Ennepetal. . Er war wie ein Großvater zu den Kindern und spielte zu Weihnachten den Nikolaus für sie. Niemand in der Familie ahnte, dass der Ennepetaler mit dem schlohweißen Haar und dem Vollbart ein verurteilter Sexualstraftäter war, der bereits sechs Jahre und neun Monate wegen Kindesmissbrauchs abgesessen hat.

Nun steht der 66-Jährige vor dem Hagener Landgericht. Er soll sich an zwei Jungen aus Ennepetal vergangen haben.

Bei der Tafel in Voerde machte eine Ennepetalerin (39) die Bekanntschaft des Angeklagten. Sie suchte damals nach einem Weihnachtsmann für ihre Kinder, weil sie selbst in dieser Rolle von den Kindern längst durchschaut wurde. Da fiel ihr Blick auf den 66-Jährigen. Das schneeweiße Haar und der weiße Vollbart machten ihn zum geeigneten Kandidaten. Die 39-Jährige und der Mann schlossen schnell Freundschaft. Und auch ihre Kinder und ein Neffe schienen ihn sehr zu mögen. „Es entwickelte sich ein enges Vertrauensverhältnis.

Er war wie ein Familienmitglied und wurde eine Art ,Ersatzopa’“, erklärte der Vertreter der Nebenklage Dietmar Welt im Gespräch mit unserer Redaktion am Rande des Prozesses. Niemand ahnte, dass der 66-Jährige bereits im Dezember 2010 damit begonnen haben soll, den damals elfjährigen Sohn der Ennepetalerin zu missbrauchen. So soll der Angeklagte mit ihrem Sohn Pornofilme geschaut und sexuelle Handlungen an dem Kind vorgenommen haben beziehungsweise ließ er laut Anklage solche Handlungen an sich von dem Jungen vornehmen, während der bei ihm übernachtete.

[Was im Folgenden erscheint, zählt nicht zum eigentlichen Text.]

/*!

The static contact network: one node per individual, undirected partnership edges.

Adjacency is stored in compressed form with each partner list sorted by id, so iterating a
person's partners always visits them in the same order. The network is validated once when it is
built and is read-only afterwards; replicates share it by reference.

*/

mod generator;
mod loader;

pub use generator::{generate_network, NetworkSpec};
pub use loader::{load_network, read_network};

use crate::{
    error::SimError,
    parameters::ParameterTable,
    people::{Category, DiseaseState},
    PersonId,
};
use log::debug;
use rustc_hash::FxHashSet;

#[derive(Clone, Debug, PartialEq)]
pub struct ContactNetwork {
    categories: Vec<Category>,
    /// `partners[offsets[i]..offsets[i + 1]]` are the partners of person `i`.
    offsets: Vec<usize>,
    partners: Vec<PersonId>,
}

impl ContactNetwork {
    /// Builds and validates a network. Fails if an edge references an unknown person, joins a
    /// person to themself, or repeats another edge, or if a category (or an edge's category
    /// pair) has no entry in `table`.
    pub fn new(
        categories: Vec<Category>,
        edges: &[(PersonId, PersonId)],
        table: &ParameterTable,
    ) -> Result<Self, SimError> {
        let population = categories.len();

        let known = table.categories();
        if let Some((idx, category)) = categories
            .iter()
            .enumerate()
            .find(|(_, category)| !known.contains(*category))
        {
            return Err(SimError::config(format!(
                "person {idx} has category {category} which has no transmission parameters"
            )));
        }

        let mut seen: FxHashSet<(usize, usize)> = FxHashSet::default();
        seen.reserve(edges.len());
        let mut degrees = vec![0usize; population];
        for &(PersonId(a), PersonId(b)) in edges {
            if a >= population || b >= population {
                return Err(SimError::config(format!(
                    "edge ({a}, {b}) references a person outside 0..{population}"
                )));
            }
            if a == b {
                return Err(SimError::config(format!("edge ({a}, {b}) is a self-loop")));
            }
            if !seen.insert((a.min(b), a.max(b))) {
                return Err(SimError::config(format!("edge ({a}, {b}) is a duplicate")));
            }
            if !table.contains_pair(categories[a], categories[b]) {
                return Err(SimError::config(format!(
                    "edge ({a}, {b}) joins {} and {} which have no transmission parameters",
                    categories[a], categories[b]
                )));
            }
            degrees[a] += 1;
            degrees[b] += 1;
        }

        let mut offsets = Vec::with_capacity(population + 1);
        offsets.push(0);
        for degree in &degrees {
            offsets.push(offsets[offsets.len() - 1] + degree);
        }

        let mut cursor = offsets[..population].to_vec();
        let mut partners = vec![PersonId(0); edges.len() * 2];
        for &(a, b) in edges {
            partners[cursor[a.0]] = b;
            cursor[a.0] += 1;
            partners[cursor[b.0]] = a;
            cursor[b.0] += 1;
        }
        for i in 0..population {
            partners[offsets[i]..offsets[i + 1]].sort_unstable();
        }

        debug!("built contact network with {population} people and {} edges", edges.len());
        Ok(ContactNetwork { categories, offsets, partners })
    }

    #[must_use]
    pub fn population(&self) -> usize {
        self.categories.len()
    }

    #[must_use]
    pub fn edge_count(&self) -> usize {
        self.partners.len() / 2
    }

    #[must_use]
    #[inline]
    pub fn category(&self, person_id: PersonId) -> Category {
        self.categories[person_id.0]
    }

    #[must_use]
    pub fn categories(&self) -> &[Category] {
        &self.categories
    }

    /// All partners of `person_id`, sorted by id.
    #[must_use]
    #[inline]
    pub fn partners(&self, person_id: PersonId) -> &[PersonId] {
        &self.partners[self.offsets[person_id.0]..self.offsets[person_id.0 + 1]]
    }

    /// Partners that are not dead according to `states`.
    pub fn active_partners<'a>(
        &'a self,
        person_id: PersonId,
        states: &'a [DiseaseState],
    ) -> impl Iterator<Item = PersonId> + 'a {
        self.partners(person_id)
            .iter()
            .copied()
            .filter(move |partner| states[partner.0].is_alive())
    }

    #[must_use]
    pub fn degree(&self, person_id: PersonId) -> usize {
        self.offsets[person_id.0 + 1] - self.offsets[person_id.0]
    }

    #[allow(clippy::cast_precision_loss)]
    #[must_use]
    pub fn mean_degree(&self) -> f64 {
        if self.categories.is_empty() {
            0.0
        } else {
            self.partners.len() as f64 / self.categories.len() as f64
        }
    }

    pub fn people(&self) -> impl Iterator<Item = PersonId> + use<> {
        (0..self.population()).map(PersonId)
    }

    /// Each undirected edge once, as `(lower id, higher id)`.
    pub fn edges(&self) -> impl Iterator<Item = (PersonId, PersonId)> + '_ {
        self.people().flat_map(move |person| {
            self.partners(person)
                .iter()
                .copied()
                .filter(move |partner| person < *partner)
                .map(move |partner| (person, partner))
        })
    }
}

#[cfg(test)]
pub(crate) mod tests {
    use super::*;
    use crate::parameters::PairParameters;

    pub(crate) fn test_table() -> ParameterTable {
        let p = PairParameters {
            condom_usage: 0.3,
            condom_efficiency: 0.8,
            base_transmission_probability: 0.05,
        };
        ParameterTable::by_gender(p, p, p).unwrap()
    }

    fn ids(pairs: &[(usize, usize)]) -> Vec<(PersonId, PersonId)> {
        pairs.iter().map(|&(a, b)| (PersonId(a), PersonId(b))).collect()
    }

    #[test]
    fn adjacency_is_sorted_and_symmetric() {
        let categories = vec![Category::M_HOMO; 4];
        let edges = ids(&[(0, 3), (2, 0), (1, 0)]);
        let network = ContactNetwork::new(categories, &edges, &test_table()).unwrap();

        assert_eq!(network.population(), 4);
        assert_eq!(network.edge_count(), 3);
        assert_eq!(network.partners(PersonId(0)), &[PersonId(1), PersonId(2), PersonId(3)]);
        assert_eq!(network.partners(PersonId(3)), &[PersonId(0)]);
        assert_eq!(network.degree(PersonId(1)), 1);
        assert!((network.mean_degree() - 1.5).abs() < 1e-12);
        assert_eq!(network.edges().count(), 3);
    }

    #[test]
    fn active_partners_skip_the_dead() {
        let categories = vec![Category::F_HETERO, Category::M_HETERO, Category::M_BI];
        let edges = ids(&[(0, 1), (0, 2)]);
        let network = ContactNetwork::new(categories, &edges, &test_table()).unwrap();
        let states = [DiseaseState::Susceptible, DiseaseState::Dead, DiseaseState::DiagnosedArt];
        let active: Vec<PersonId> = network.active_partners(PersonId(0), &states).collect();
        assert_eq!(active, vec![PersonId(2)]);
    }

    #[test]
    fn rejects_malformed_edges() {
        let table = test_table();
        let categories = vec![Category::M_HOMO; 3];
        for bad in [&[(0, 0)][..], &[(0, 1), (1, 0)][..], &[(0, 7)][..]] {
            let result = ContactNetwork::new(categories.clone(), &ids(bad), &table);
            assert!(result.unwrap_err().is_configuration(), "{bad:?}");
        }
    }

    #[test]
    fn rejects_categories_outside_the_table() {
        let table = ParameterTable::new([crate::parameters::PairEntry {
            a: Category::M_HOMO,
            b: Category::M_HOMO,
            parameters: PairParameters {
                condom_usage: 0.0,
                condom_efficiency: 0.0,
                base_transmission_probability: 0.1,
            },
        }])
        .unwrap();

        let unknown = ContactNetwork::new(vec![Category::M_HOMO, Category::F_BI], &[], &table);
        assert!(unknown.unwrap_err().is_configuration());

        let ok = ContactNetwork::new(vec![Category::M_HOMO; 2], &ids(&[(0, 1)]), &table);
        assert!(ok.is_ok());
    }
}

Ungewöhnliche Vorkommnisse

Die Mutter registrierte damals nur ein paar ungewöhnliche Vorkommnisse. Vor Gericht erinnerte sie sich: „Der Angeklagte hat immer gefragt, ob er mal was mit dem Jungen unternehmen darf. Danach kam der Junge mit Geld an oder hatte eine neue Hose geschenkt bekommen.“ Als ihr Sohn eines Tages mit einer nagelneuen Playstation nach Hause kam, wurde es ihr zu bunt. „Ich wollte das nicht. Es sah so aus, als ob er sich die Liebe des Kindes kaufen wollte“, so die 39-Jährige weiter.

Erst diesen Mai kam der Stein ins Rollen, als der Cousin eines Abends der ältesten Schwester (18) erzählte, was der Angeklagte mit ihm und ihrem Bruder gemacht haben soll. Auch bei dem Cousin (zur Tatzeit 13) soll der Angeklagte versucht haben, sexuelle Handlungen vorzunehmen. Aber der Junge ergriff angewidert die Flucht, als er begriff, was passierte, so die Anklage. „Ich war schockiert. Unsere Mutter schlief schon. Ich habe sie sofort geweckt“, erzählte die 18-Jährige. Danach hätten sie die ganze Nacht geredet.

Am nächsten Morgen, dem 4. Mai, erstattete die Mutter Anzeige und erfuhr dabei von der Vorbelastung des Angeklagten. Dem Jungen geht es laut seiner Mutter schlecht. Er versuche, sich mit „Ballerspielen“ zu betäuben. „Und alle, die er abschießt, sehen so aus wie der Angeklagte“, so die Mutter.

Beim Angeklagten konnten keine Festplatten gefunden werden. Ein Laptop enthielt keine auffälligen Daten. Eine Polizeibeamtin berichtete jedoch von Zeugen, die beobachtet haben wollen, dass der Angeklagte eine ausgedehnte „Schredderaktion“ vorgenommen haben soll. Bei einer erneuten Verurteilung droht dem 66-Jährigen die Sicherheitsverwahrung.